::: RECORDS PROVIDED :::
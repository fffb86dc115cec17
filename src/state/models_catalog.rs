use bytes::Bytes;
use serde_json::Value;

use crate::protocol::openai_responses::ReasoningEffort;

const MODEL_CREATED: u64 = 1_677_610_602;

/// Prebuilt `/v1/models` body: one entry per reasoning-effort alias, all
/// served by the configured deployment.
pub(crate) fn build_models_response_body(deployment: &str) -> Bytes {
    let models: Vec<Value> = ReasoningEffort::ALL
        .into_iter()
        .map(|effort| {
            let id = effort.model_alias();
            serde_json::json!({
                "id": id,
                "object": "model",
                "created": MODEL_CREATED,
                "owned_by": deployment,
            })
        })
        .collect();

    let payload = serde_json::json!({
        "object": "list",
        "data": models,
    });
    serde_json::to_vec(&payload).map_or_else(
        |_| Bytes::from_static(br#"{"object":"list","data":[]}"#),
        Bytes::from,
    )
}
use std::convert::Infallible;
use std::sync::Arc;
use std::time::Instant;

use axum::extract::State;
use axum::http::HeaderMap;
use axum::response::{IntoResponse, Response};
use futures_util::StreamExt;

use crate::error::GatewayError;
use crate::observability::token_counter::{
    estimate_completion_tokens, estimate_request_tokens, log_request_usage,
};
use crate::protocol::openai_chat::aggregate::ChatCompletionAggregator;
use crate::protocol::openai_chat::ChatCompletionsRequest;
use crate::protocol::openai_responses::encoder::encode_responses_request;
use crate::state::AppState;
use crate::stream::{transcode_byte_stream, ChatStreamFrame, TranscoderState};

/// `POST /v1/chat/completions`.
pub async fn handler(
    State(state): State<Arc<AppState>>,
    headers: HeaderMap,
    body: bytes::Bytes,
) -> Response {
    match handler_inner(state, headers, body).await {
        Ok(response) => response,
        Err(err) => {
            match &err {
                GatewayError::Auth(_) | GatewayError::InvalidRequest(_) => {
                    tracing::debug!(error = %err, "rejected chat completion request");
                }
                _ => tracing::warn!(error = %err, "chat completion request failed"),
            }
            err.into_response()
        }
    }
}

async fn handler_inner(
    state: Arc<AppState>,
    headers: HeaderMap,
    body: bytes::Bytes,
) -> Result<Response, GatewayError> {
    let started = Instant::now();
    state.authenticate(&headers)?;

    let request: ChatCompletionsRequest = serde_json::from_slice(&body).map_err(|err| {
        GatewayError::InvalidRequest(format!("Failed to parse Chat Completions request: {err}"))
    })?;
    let (backend_request, inbound_model) =
        encode_responses_request(&request, &state.config.backend.deployment)?;

    let completion_id = state.completion_id(state.next_request_seq());
    let prompt_tokens = estimate_request_tokens(&request);
    tracing::info!(
        request_id = %completion_id,
        model = %inbound_model,
        effort = %backend_request.reasoning.effort,
        estimated_prompt_tokens = prompt_tokens,
        stream = request.wants_stream(),
        "forwarding chat completion to responses backend"
    );

    let upstream = state
        .transport
        .open_responses_stream(&backend_request)
        .await?;
    let transcoder = TranscoderState::new(inbound_model, completion_id);

    if request.wants_stream() {
        return Ok(stream_response(transcoder, upstream));
    }

    let completion_id = transcoder.chunk_id().to_string();
    let mut aggregator = ChatCompletionAggregator::new(
        transcoder.chunk_id(),
        transcoder.created_at(),
        transcoder.inbound_model(),
    );
    let model = transcoder.inbound_model().to_string();
    let mut frames = std::pin::pin!(transcode_byte_stream(upstream.bytes_stream(), transcoder));
    while let Some(frame) = frames.next().await {
        if let ChatStreamFrame::Chunk(chunk) = frame {
            aggregator.push_chunk(&chunk);
        }
    }
    let completion = aggregator.finish();
    log_request_usage(
        &completion_id,
        &model,
        prompt_tokens,
        Some(estimate_completion_tokens(&completion)),
        started.elapsed(),
    );
    Ok(axum::Json(completion).into_response())
}

fn stream_response(transcoder: TranscoderState, upstream: reqwest::Response) -> Response {
    let frames = transcode_byte_stream(upstream.bytes_stream(), transcoder);
    let body_stream = frames.filter_map(|frame| {
        let encoded = match frame.encode() {
            Ok(text) => Some(Ok::<_, Infallible>(bytes::Bytes::from(text))),
            Err(err) => {
                tracing::error!(error = %err, "dropping unencodable chunk");
                None
            }
        };
        futures_util::future::ready(encoded)
    });
    sse_ok_response(axum::body::Body::from_stream(body_stream))
}

fn sse_ok_response(body: axum::body::Body) -> Response {
    let mut response = Response::new(body);
    *response.status_mut() = http::StatusCode::OK;
    let headers = response.headers_mut();
    headers.insert(
        http::header::CONTENT_TYPE,
        http::HeaderValue::from_static("text/event-stream"),
    );
    headers.insert(
        http::header::CACHE_CONTROL,
        http::HeaderValue::from_static("no-cache"),
    );
    headers.insert(
        http::header::CONNECTION,
        http::HeaderValue::from_static("keep-alive"),
    );
    response
}
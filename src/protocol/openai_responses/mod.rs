pub mod encoder;

use serde::Serialize;

/// Outbound Responses API request. Always streamed.
#[derive(Debug, Clone, PartialEq, Serialize)]
pub struct ResponsesRequest {
    /// Backend deployment name, not the inbound model alias.
    pub model: String,
    pub stream: bool,
    pub input: Vec<ResponsesInputItem>,
    #[serde(skip_serializing_if = "Option::is_none")]
    pub instructions: Option<String>,
    #[serde(skip_serializing_if = "Option::is_none")]
    pub tools: Option<Vec<ResponsesTool>>,
    #[serde(skip_serializing_if = "Option::is_none")]
    pub tool_choice: Option<serde_json::Value>,
    #[serde(skip_serializing_if = "Option::is_none")]
    pub prompt_cache_key: Option<String>,
    pub reasoning: ResponsesReasoning,
}

#[derive(Debug, Clone, Copy, PartialEq, Eq, Serialize)]
pub struct ResponsesReasoning {
    pub effort: ReasoningEffort,
}

/// Reasoning effort, selected by the inbound `gpt-{effort}` model alias.
#[derive(Debug, Clone, Copy, PartialEq, Eq, Serialize)]
#[serde(rename_all = "lowercase")]
pub enum ReasoningEffort {
    High,
    Medium,
    Low,
    Minimal,
}

impl ReasoningEffort {
    pub const ALL: [ReasoningEffort; 4] = [Self::High, Self::Medium, Self::Low, Self::Minimal];

    #[must_use]
    pub fn as_str(self) -> &'static str {
        match self {
            Self::High => "high",
            Self::Medium => "medium",
            Self::Low => "low",
            Self::Minimal => "minimal",
        }
    }

    /// Exact, already-normalized lookup.
    #[must_use]
    pub fn from_name(name: &str) -> Option<Self> {
        Self::ALL.into_iter().find(|effort| effort.as_str() == name)
    }

    /// The public model alias for this effort, e.g. `gpt-high`.
    #[must_use]
    pub fn model_alias(self) -> String {
        format!("gpt-{}", self.as_str())
    }
}

impl std::fmt::Display for ReasoningEffort {
    fn fmt(&self, f: &mut std::fmt::Formatter<'_>) -> std::fmt::Result {
        f.write_str(self.as_str())
    }
}

/// One element of the `input` array. Messages carry no `type` tag on the
/// wire, function-call items do.
#[derive(Debug, Clone, PartialEq, Serialize)]
#[serde(untagged)]
pub enum ResponsesInputItem {
    Message {
        role: String,
        content: Vec<ResponsesContentPart>,
    },
    Call(ResponsesCallItem),
}

#[derive(Debug, Clone, PartialEq, Serialize)]
#[serde(tag = "type")]
pub enum ResponsesCallItem {
    #[serde(rename = "function_call")]
    FunctionCall {
        call_id: String,
        name: String,
        arguments: String,
    },
    #[serde(rename = "function_call_output")]
    FunctionCallOutput {
        status: String,
        #[serde(skip_serializing_if = "Option::is_none")]
        call_id: Option<String>,
        /// A string, or structured JSON passed through unchanged.
        output: serde_json::Value,
    },
}

#[derive(Debug, Clone, PartialEq, Eq, Serialize)]
#[serde(tag = "type")]
pub enum ResponsesContentPart {
    #[serde(rename = "input_text")]
    InputText { text: String },
    #[serde(rename = "output_text")]
    OutputText { text: String },
}

#[derive(Debug, Clone, PartialEq, Serialize)]
#[serde(tag = "type")]
pub enum ResponsesTool {
    #[serde(rename = "function")]
    Function {
        name: String,
        #[serde(skip_serializing_if = "Option::is_none")]
        description: Option<String>,
        #[serde(skip_serializing_if = "Option::is_none")]
        parameters: Option<serde_json::Value>,
        strict: bool,
    },
}

/// Backend stream event types the gateway reacts to. Anything else is
/// ignored.
#[derive(Debug, Clone, Copy, PartialEq, Eq)]
pub enum ResponsesEventKind {
    OutputItemAdded,
    ReasoningSummaryTextDelta,
    OutputTextDelta,
    FunctionCallArgumentsDelta,
    Completed,
}

impl ResponsesEventKind {
    const NAMES: [(&'static str, ResponsesEventKind); 7] = [
        ("response.output_item.added", Self::OutputItemAdded),
        (
            "response.reasoning_summary_text.delta",
            Self::ReasoningSummaryTextDelta,
        ),
        (
            "response.reasoning.summary_text.delta",
            Self::ReasoningSummaryTextDelta,
        ),
        ("response.output_text.delta", Self::OutputTextDelta),
        (
            "response.function_call_arguments.delta",
            Self::FunctionCallArgumentsDelta,
        ),
        (
            "response.function_call.arguments.delta",
            Self::FunctionCallArgumentsDelta,
        ),
        ("response.completed", Self::Completed),
    ];

    /// Case-insensitive match on the event's `type` field.
    #[must_use]
    pub fn from_type(event_type: &str) -> Option<Self> {
        Self::NAMES
            .iter()
            .find(|(name, _)| name.eq_ignore_ascii_case(event_type))
            .map(|(_, kind)| *kind)
    }
}

/// `item.type` values inside `response.output_item.added`.
#[derive(Debug, Clone, Copy, PartialEq, Eq)]
pub enum OutputItemKind {
    Reasoning,
    FunctionCall,
    /// `output_text`, or a `message` item that will carry it.
    Text,
    Other,
}

impl OutputItemKind {
    #[must_use]
    pub fn from_type(item_type: &str) -> Self {
        if item_type.eq_ignore_ascii_case("reasoning") {
            Self::Reasoning
        } else if item_type.eq_ignore_ascii_case("function_call") {
            Self::FunctionCall
        } else if item_type.eq_ignore_ascii_case("output_text")
            || item_type.eq_ignore_ascii_case("message")
        {
            Self::Text
        } else {
            Self::Other
        }
    }
}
:::
If a line of the records includes the string "ResponsesTool", copy it out.

    pub tools: Option<Vec<ResponsesTool>>,
pub enum ResponsesTool {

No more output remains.